Project Details
Application of Methods from Information Theory in Protein Interaction Analysis
Applicants
Professor Andreas Burkovski, Ph.D.; Professor Dr.-Ing. Johannes Huber; Professor Dr. Heinrich Sticht
Subject Area
Electronic Semiconductors, Components and Circuits, Integrated Systems, Sensor Technology, Theoretical Electrical Engineering
Term
from 2010 to 2014
Project identifier
Deutsche Forschungsgemeinschaft (DFG) - Project number 149137223
Our work of the first two funding periods within this priority programme has demonstrated that the concepts from information theory can be adapted to treat the biological problem of protein-protein recognition. For that purpose, we have developed a formalism based on the concept of mutual information (MI) that allows quantifying the information content of different structural features of protein interfaces. Proteins, however, do not only interact with other proteins but do also bind nucleic acids (DNA, RNA). Therefore, we want to adapt and test our MI-based approach to investigate the specificity of protein-DNA recognition in the next funding period. We will exemplarily study the regulatory proteins AmtR and CcpA as model systems, which play a crucial role in bacterial nitrogen and carbon control, but for which DNA binding specificity is yet poorly understood.In particular, we want to answer the following questions:Which sequence features are informative in protein-DNA recognition?

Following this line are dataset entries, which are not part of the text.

//! Depth-first discovery of the functions beneath a bridge.
//!
//! Bus numbers are assigned while walking: a bridge is given the next free secondary bus and a
//! temporary subordinate of `0xFF` so configuration cycles reach everything beneath it, then the
//! subordinate is narrowed to the highest bus actually used once its secondary side is scanned.

use tracing::{debug, warn};

use crate::access::ConfigAccess;
use crate::bus::BusNumberAssigner;
use crate::error::{PciError, Result};
use crate::header::ConfigHeader;
use crate::hotplug::HotPlugPolicy;
use crate::probe::{probe_bars, probe_bridge_decode, probe_rom};
use crate::regs;
use crate::tree::{BridgeState, DeviceKind, DeviceNode, DeviceTree, NodeId};
use crate::PciBdf;

/// Classifies a function from its header layout and class code.
pub fn classify(header: &ConfigHeader) -> DeviceKind {
    match header.layout() {
        regs::HEADER_PCI_BRIDGE => DeviceKind::PciBridge,
        regs::HEADER_CARDBUS_BRIDGE => DeviceKind::CardBusBridge,
        _ if header.class() == regs::CLASS_BRIDGE
            && matches!(
                header.subclass(),
                regs::SUBCLASS_ISA_BRIDGE | regs::SUBCLASS_EISA_BRIDGE
            ) =>
        {
            DeviceKind::LegacyBridge
        }
        _ => DeviceKind::Endpoint,
    }
}

/// What a discovery pass found and what it had to give up on.
#[derive(Debug, Default, Clone)]
pub struct DiscoveryReport {
    pub functions: usize,
    /// Bridges whose secondary side could not be scanned; their sub-trees are empty.
    pub aborted: Vec<(PciBdf, PciError)>,
    /// Functions whose windows could not be sized; they are present without BARs.
    pub probe_faults: Vec<(PciBdf, PciError)>,
}

impl DiscoveryReport {
    pub fn merge(&mut self, other: DiscoveryReport) {
        self.functions += other.functions;
        self.aborted.extend(other.aborted);
        self.probe_faults.extend(other.probe_faults);
    }
}

pub struct Discovery<'a, C: ?Sized> {
    cfg: &'a mut C,
    tree: &'a mut DeviceTree,
    policy: &'a dyn HotPlugPolicy,
    buses: BusNumberAssigner,
    probe_roms: bool,
    report: DiscoveryReport,
}

impl<'a, C: ConfigAccess + ?Sized> Discovery<'a, C> {
    pub fn new(
        cfg: &'a mut C,
        tree: &'a mut DeviceTree,
        policy: &'a dyn HotPlugPolicy,
        buses: BusNumberAssigner,
    ) -> Self {
        Self {
            cfg,
            tree,
            policy,
            buses,
            probe_roms: true,
            report: DiscoveryReport::default(),
        }
    }

    pub fn probe_option_roms(mut self, enabled: bool) -> Self {
        self.probe_roms = enabled;
        self
    }

    /// Scans the bus of a root bridge and records the highest bus used as its subordinate.
    pub fn scan_root(mut self, root: NodeId) -> Result<DiscoveryReport> {
        let bus = self.secondary_of(root)?;
        self.scan_secondary(root, bus);
        let last = self.buses.last_used();
        if let Some(state) = self.tree.node_mut(root)?.bridge.as_mut() {
            state.subordinate = last;
        }
        Ok(self.report)
    }

    /// Rescans the secondary side of a bridge that is already numbered, without renumbering it.
    ///
    /// The walker's assigner must cover the bridge's existing `(secondary, subordinate]` range.
    pub fn rescan(mut self, bridge: NodeId) -> Result<DiscoveryReport> {
        let bus = self.secondary_of(bridge)?;
        self.tree.clear_children(bridge)?;
        self.scan_secondary(bridge, bus);
        Ok(self.report)
    }

    fn secondary_of(&self, bridge: NodeId) -> Result<u8> {
        self.tree
            .node(bridge)?
            .bridge
            .as_ref()
            .map(|state| state.secondary)
            .ok_or(PciError::NotFound("bridge bus numbers"))
    }

    /// Scans `bus` beneath `bridge`; a failure drops whatever was found beneath it.
    fn scan_secondary(&mut self, bridge: NodeId, bus: u8) {
        if let Err(err) = self.scan_bus(bridge, bus) {
            let bdf = self
                .tree
                .get(bridge)
                .map(|node| node.bdf)
                .unwrap_or(PciBdf::new(bus, 0, 0));
            warn!(bridge = %bdf, error = %err, "aborting bridge sub-tree");
            // The bridge itself is still in the tree, so this cannot miss.
            let _ = self.tree.clear_children(bridge);
            self.report.aborted.push((bdf, err));
        }
    }

    fn scan_bus(&mut self, parent: NodeId, bus: u8) -> Result<()> {
        for device in 0..=PciBdf::MAX_DEVICE {
            for function in 0..=PciBdf::MAX_FUNCTION {
                let bdf = PciBdf::new(bus, device, function);
                let vendor = self.cfg.read_u16(bdf, regs::VENDOR_ID)?;
                if vendor == regs::VENDOR_NONE {
                    if function == 0 {
                        break;
                    }
                    continue;
                }

                let header = ConfigHeader::read(&mut *self.cfg, bdf)?;
                let id = self.add_function(parent, bdf, header)?;
                if self.tree.node(id)?.kind == DeviceKind::PciBridge {
                    self.scan_bridge(id, bus)?;
                }

                if function == 0 && !header.is_multi_function() {
                    break;
                }
            }
        }
        Ok(())
    }

    fn add_function(
        &mut self,
        parent: NodeId,
        bdf: PciBdf,
        header: ConfigHeader,
    ) -> Result<NodeId> {
        let kind = classify(&header);
        debug!(
            bdf = %bdf,
            vendor = format_args!("{:04x}", header.vendor_id()),
            device = format_args!("{:04x}", header.device_id()),
            class = format_args!("{:02x}{:02x}", header.class(), header.subclass()),
            kind = ?kind,
            "found function"
        );

        let mut node = DeviceNode::new(bdf, kind, header);
        let layout = header.layout();
        match probe_bars(&mut *self.cfg, bdf, layout) {
            Ok(bars) => node.bars = bars,
            Err(err) => {
                warn!(bdf = %bdf, error = %err, "BAR probe failed; device left without windows");
                self.report.probe_faults.push((bdf, err));
            }
        }
        if self.probe_roms {
            match probe_rom(&mut *self.cfg, bdf, layout) {
                Ok(rom) => node.rom = rom,
                Err(err) => {
                    warn!(bdf = %bdf, error = %err, "expansion ROM probe failed");
                    self.report.probe_faults.push((bdf, err));
                }
            }
        }

        self.report.functions += 1;
        self.tree.insert(parent, node)
    }

    fn scan_bridge(&mut self, id: NodeId, primary: u8) -> Result<()> {
        let bdf = self.tree.node(id)?.bdf;
        let decode = match probe_bridge_decode(&mut *self.cfg, bdf) {
            Ok(decode) => decode,
            Err(err) => {
                warn!(bridge = %bdf, error = %err, "bridge window probe failed");
                self.report.aborted.push((bdf, err));
                return Ok(());
            }
        };
        let secondary = match self.buses.allocate() {
            Ok(secondary) => secondary,
            Err(err) => {
                warn!(bridge = %bdf, "no bus number left for bridge");
                self.report.aborted.push((bdf, err));
                return Ok(());
            }
        };

        // Open the full range below the new secondary bus until the scan has narrowed it.
        if let Err(err) = self.write_bus_numbers(bdf, primary, secondary, 0xFF) {
            warn!(bridge = %bdf, error = %err, "could not program bridge bus numbers");
            self.report.aborted.push((bdf, err));
            return Ok(());
        }
        self.tree.node_mut(id)?.bridge = Some(BridgeState::new(primary, secondary, decode));
        debug!(bridge = %bdf, primary, secondary, "assigned secondary bus");

        self.scan_secondary(id, secondary);

        let padding = self.policy.bus_padding(bdf);
        if padding != 0 {
            let granted = self.buses.reserve(padding);
            debug!(bridge = %bdf, requested = padding, granted, "reserved hot-plug buses");
        }
        let subordinate = self.buses.last_used();
        if let Err(err) = self.cfg.write_u8(bdf, regs::SUBORDINATE_BUS, subordinate) {
            warn!(bridge = %bdf, error = %err, "could not narrow subordinate bus");
            self.report.aborted.push((bdf, err));
        }
        if let Some(state) = self.tree.node_mut(id)?.bridge.as_mut() {
            state.subordinate = subordinate;
        }
        Ok(())
    }

    fn write_bus_numbers(
        &mut self,
        bdf: PciBdf,
        primary: u8,
        secondary: u8,
        subordinate: u8,
    ) -> Result<()> {
        self.cfg.write_u8(bdf, regs::PRIMARY_BUS, primary)?;
        self.cfg.write_u8(bdf, regs::SECONDARY_BUS, secondary)?;
        self.cfg.write_u8(bdf, regs::SUBORDINATE_BUS, subordinate)
    }
}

Can we define structural features that enhance the mutual information for specific protein-DNA recognition? Do energetically strong interactions also exhibit the highest mutual information for binding?Is the majority of the information for specific binding coded by direct protein-DNA contacts (direct readout) or implicitly coded in the conformational properties of the DNA (indirect readout)? Are similar structural features responsible for the DNA binding specificity of AmtR and CcpA? Can we use the MI as a suitable measure for the design of an optimal DNA sequence that is recognized with high binding affinity? Are the principles of recognition deduced for AmtR and CcpA also transferrable to other protein-DNA complexes? Achieving these goals requires the generation of a large dataset of DNA sequences, the adaptation of our MI-based approach to DNA sequences, the identification of suitable structural features for information-theoretic analysis, and the design of novel DNA sequences.
DFG Programme
Priority Programmes